20 July is a day of remembrance. For various reasons. But I’ll single out two. Both are linked with what may be referred to as “small steps” that led to “giant leaps” in the history of mankind.
The first reason has to do with a child that was born on this day in 1919 in Auckland, New Zealand. That child later became a world famous figure. Named Edmund Percival Hillary he later became Sir Edmund Hillary. Nobody knew at that time that one day he would become an icon in the history of mountaineering. Several attempts were made in the 1950’s to attain the summit of Mount Everest, the highest mountain in the world (29,035 feet; 8,850 metres high). But Edmund Hillary became the first man, accompanied by the Sherpa guide Tenzing Norgay, also called Norkey or Norkay, original name Namgyal Wangdi, to reach the culminating point at 11.30 am on May 29 in 1953. He was knighted shortly after that successful attempt.
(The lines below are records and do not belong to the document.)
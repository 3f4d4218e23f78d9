use thiserror::Error;

/// Errors surfaced to callers of the workflow engine.
///
/// The first four variants are validation failures and leave persisted state
/// untouched.
#[derive(Debug, Error)]
pub enum WorkflowError {
    #[error("Content not found: {0}")]
    ContentNotFound(String),

    #[error("A workflow already exists for content {0}")]
    DuplicateWorkflow(String),

    #[error("Workflow not found: {0}")]
    WorkflowNotFound(String),

    #[error("Invalid stage: {0}")]
    InvalidStage(String),

    #[error("Concurrent update lost for workflow {workflow_id} after {attempts} attempts")]
    Concurrency { workflow_id: String, attempts: u32 },

    #[error("Storage error: {0}")]
    Storage(#[from] StoreError),

    #[error("Collaborator error: {0}")]
    Collaborator(String),
}

/// Failures of the workflow and transition-log persistence layers.
#[derive(Debug, Error)]
pub enum StoreError {
    #[error("Content {0} already has a workflow")]
    DuplicateContent(String),

    #[error("Workflow {0} is not stored")]
    NotFound(String),

    #[error("Version conflict on workflow {workflow_id}: expected {expected}, found {found}")]
    VersionConflict {
        workflow_id: String,
        expected: u64,
        found: u64,
    },

    #[error("IO error: {0}")]
    Io(#[from] std::io::Error),

    #[error("Serialization error: {0}")]
    Serialization(#[from] serde_json::Error),

    #[error("Backend error: {0}")]
    Backend(String),
}

#[derive(Debug, Error)]
pub enum ConfigError {
    #[error("At least one stage must be configured")]
    NoStages,

    #[error("Stage names must not be empty")]
    EmptyStageName,

    #[error("Stage {0} is configured more than once")]
    DuplicateStage(String),

    #[error("Invalid configuration value for {field}: {reason}")]
    InvalidValue { field: String, reason: String },
}

pub type WorkflowResult<T> = Result<T, WorkflowError>;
50 years later this day marked the first moon landing day. And that’s the second reason for remembering this day. At 10.56 pm (EDT, Eastern Daylight Time) on 20 July in 1969 two US astronauts, Neil Armstrong and Edwin Aldrin, became the first humans to set foot on the moon. As soon as Armstrong stepped out of the Eagle lunar landing module he said: “That’s one small step for man, one giant leap for mankind.” They were accompanied in the moon mission by Michael Collins on board Apollo 11, launched four days earlier, on July 16.